For seniors, the advent of Medicare prescription-drug plans (or "Part D") has facilitated insurance coverage for prescription drugs and allowed patients broad pharmacy choice. However, in recent years, access has changed for the worse. Insurance middlemen -- that is, third-party benefit managers -- are requiring many patients to either pay higher out-of-pocket costs to continue using their pharmacy of choice or travel 20 miles or more to reach a pharmacy that offers discounted or "preferred" copays through the plan. The purpose of this inconvenience is often to encourage the use of mail order; not coincidentally, the largest pharmacy benefit managers also own mail-order pharmacies.
The agency that oversees Medicare -- the Centers for Medicare and Medicaid Services (CMS) -- sought to address this issue earlier this year by proposing to allow "any willing pharmacy" to offer patients "preferred" copays through a Part D plan, provided the pharmacy accepts the plan's contractual terms and conditions. However, Medicare put this regulation on hold, primarily because of concerns about unrelated items.
In response, Representatives Morgan Griffith (R., Va.) and Peter Welch (D., Vt.) introduced a targeted legislative remedy: H.R. 4577, the Ensuring Seniors Access to Local Pharmacies Act. This bill, much like the regulation, would allow community pharmacies located in medically underserved areas to participate as "preferred" pharmacies in any Part D plan, so long as they are willing to accept the plan's contract. Thus it would give beneficiaries greater choice and access to pharmacies closer to home while allowing them to enjoy the cost savings enjoyed by others. Part D patients in rural areas would especially gain from this bill, because they rely heavily on independent community pharmacies, which are typically blocked from participating as "preferred" pharmacies.
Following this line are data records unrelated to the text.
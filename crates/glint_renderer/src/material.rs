//! Surface materials and the point light.

use glint_math::{Color, Vec3};

/// Relative weights of the four shading contributions.
///
/// Weights are not normalized; they need not sum to 1.
#[derive(Debug, Clone, Copy, PartialEq, Default)]
pub struct Albedo {
    pub diffuse: f32,
    pub specular: f32,
    pub reflection: f32,
    pub refraction: f32,
}

impl Albedo {
    /// Create albedo weights. Negative weights are clamped to zero.
    pub fn new(diffuse: f32, specular: f32, reflection: f32, refraction: f32) -> Self {
        let weights = [diffuse, specular, reflection, refraction];
        if weights.iter().any(|w| *w < 0.0) {
            log::warn!("Negative albedo weight in {:?}, clamping to 0", weights);
        }
        let [diffuse, specular, reflection, refraction] = weights.map(|w| w.max(0.0));
        Self {
            diffuse,
            specular,
            reflection,
            refraction,
        }
    }
}

impl From<[f32; 4]> for Albedo {
    fn from([d, s, rl, rr]: [f32; 4]) -> Self {
        Albedo::new(d, s, rl, rr)
    }
}

/// Phong-style material with optional mirror reflection and refraction.
#[derive(Debug, Clone, PartialEq)]
pub struct Material {
    /// Base surface color
    pub diffuse: Color,
    /// Contribution weights
    pub albedo: Albedo,
    /// Phong specular exponent
    pub specular_exponent: f32,
    /// Index of refraction; only meaningful when `albedo.refraction > 0`
    pub refractive_index: f32,
}

impl Material {
    /// Create an opaque material (refractive index 0).
    pub fn new(diffuse: Color, albedo: impl Into<Albedo>, specular_exponent: f32) -> Self {
        Self {
            diffuse,
            albedo: albedo.into(),
            specular_exponent,
            refractive_index: 0.0,
        }
    }

    /// Set the index of refraction.
    pub fn with_refractive_index(mut self, refractive_index: f32) -> Self {
        self.refractive_index = refractive_index;
        if self.albedo.refraction > 0.0 && refractive_index <= 0.0 {
            log::warn!(
                "Material refracts (weight {}) but has refractive index {}; refraction will be black",
                self.albedo.refraction,
                refractive_index
            );
        }
        self
    }

    pub fn ivory() -> Self {
        Material::new(Color::new(100.0, 100.0, 80.0), [0.6, 0.3, 0.1, 0.0], 50.0)
    }

    pub fn rubber() -> Self {
        Material::new(Color::new(80.0, 0.0, 0.0), [0.9, 0.1, 0.0, 0.0], 10.0)
    }

    pub fn mirror() -> Self {
        Material::new(Color::WHITE, [0.0, 10.0, 0.8, 0.0], 1500.0)
    }

    pub fn glass() -> Self {
        Material::new(Color::WHITE, [0.0, 0.5, 0.1, 0.8], 150.0).with_refractive_index(1.5)
    }
}

/// A point light.
#[derive(Debug, Clone, Copy, PartialEq)]
pub struct Light {
    pub position: Vec3,
    /// Scalar intensity (>= 0)
    pub intensity: f32,
    pub color: Color,
}

impl Light {
    pub fn new(position: Vec3, intensity: f32, color: Color) -> Self {
        Self {
            position,
            intensity: intensity.max(0.0),
            color,
        }
    }
}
Expanding patient choice in this way has broad support. Three out of four likely voters (76 percent) said they backed H.R. 4577 in a national survey by Penn Schoen Berland, even after hearing the arguments of the insurance middlemen who oppose the bill. Voter support in the poll was strong among Republicans, Democrats, and independents alike. Key consumer- and health-advocacy organizations such as the National Grange, the National Rural Health Association, the Medicare Rights Center, the National Senior Citizens Law Center, the Consumers Union, and HealthHIV have endorsed the bill -- which also has 60 congressional cosponsors.
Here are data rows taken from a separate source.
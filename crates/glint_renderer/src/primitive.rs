//! Primitive trait and Intersect record for ray-object intersection.

use crate::{Material, Ray};
use glint_math::Vec3;
use thiserror::Error;

/// Record of a ray-object intersection.
#[derive(Debug, Clone, Copy, PartialEq)]
pub struct Intersect {
    /// Distance along the ray (always > 0 for a valid hit)
    pub distance: f32,
    /// Point of intersection
    pub point: Vec3,
    /// Unit surface normal at the intersection
    pub normal: Vec3,
}

impl Intersect {
    pub fn new(distance: f32, point: Vec3, normal: Vec3) -> Self {
        Self {
            distance,
            point,
            normal,
        }
    }
}

/// Pick the nearer of two optional hits. On an exact tie the first one wins.
#[inline]
pub(crate) fn nearer(best: Option<Intersect>, candidate: Option<Intersect>) -> Option<Intersect> {
    match (best, candidate) {
        (Some(b), Some(c)) if c.distance < b.distance => Some(c),
        (None, c) => c,
        (b, _) => b,
    }
}

/// Trait for shapes that can be hit by rays.
pub trait Primitive: Send + Sync {
    /// Find the closest intersection in front of the ray origin.
    ///
    /// The ray direction is expected to be unit length. Returns `None` if the
    /// ray misses, or only hits behind its origin.
    fn ray_intersect(&self, ray: &Ray) -> Option<Intersect>;

    /// The material the whole primitive is shaded with.
    fn material(&self) -> &Material;
}

/// Errors raised while building primitives.
#[derive(Error, Debug, Clone, PartialEq)]
pub enum GeometryError {
    #[error("a pyramid needs exactly 4 vertices, got {0}")]
    PyramidVertexCount(usize),
}
//! Axis-aligned cube built from its six face planes.

use std::sync::Arc;

use crate::primitive::nearer;
use crate::{Intersect, Material, Plane, Primitive, Ray};
use glint_math::{Aabb, Vec3};

/// Slack added around the box so hits on edges and corners are not lost to
/// rounding.
const BOUNDS_EPSILON: f32 = 1e-6;

/// An axis-aligned cube with a center and an edge length.
pub struct Cube {
    faces: [Plane; 6],
    bounds: Aabb,
    material: Arc<Material>,
}

impl Cube {
    /// Create a new cube.
    pub fn new(center: Vec3, size: f32, material: Arc<Material>) -> Self {
        let half = size.abs() / 2.0;
        let face = |axis: Vec3| Plane::new(center + axis * half, axis, material.clone());

        let faces = [
            face(Vec3::X),
            face(Vec3::NEG_X),
            face(Vec3::Y),
            face(Vec3::NEG_Y),
            face(Vec3::Z),
            face(Vec3::NEG_Z),
        ];
        let bounds = Aabb::from_center_size(center, size).padded(BOUNDS_EPSILON);

        Self {
            faces,
            bounds,
            material,
        }
    }
}

impl Primitive for Cube {
    fn ray_intersect(&self, ray: &Ray) -> Option<Intersect> {
        self.faces
            .iter()
            .filter_map(|face| face.ray_intersect(ray))
            .filter(|hit| self.bounds.contains_point(hit.point))
            .fold(None, |best, hit| nearer(best, Some(hit)))
    }

    fn material(&self) -> &Material {
        &self.material
    }
}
This is a necessary step in expanding pharmacy access. Ensuring seniors have proper access to medications and pharmacy providers helps to promote medication adherence, which in turn prevents costlier health treatments such as unnecessary visits to the emergency room and extended hospitalizations.
Moreover, after carefully reviewing the growing number of "preferred pharmacy" drug plans, federal Medicare officials concluded that an "any willing pharmacy" policy is "the best way to encourage price competition and lower costs in the Part D program." Consistent with that analysis, health-care economist and antitrust expert David Eisenstadt explained recently how H.R. 4577 has the potential to reduce Medicare costs: It would eliminate the exclusive arrangements between insurance middlemen and certain pharmacy chains that could be propping up drug costs by limiting competition.
Congress should act without delay to pass H.R. 4577. We encourage voters, Medicare beneficiaries, caregivers, and the entire health-care community to voice support for this measure so seniors in underserved communities have access to high-quality and cost-competitive health-care solutions.
B. Douglas Hoey is CEO of the National Community Pharmacists Association.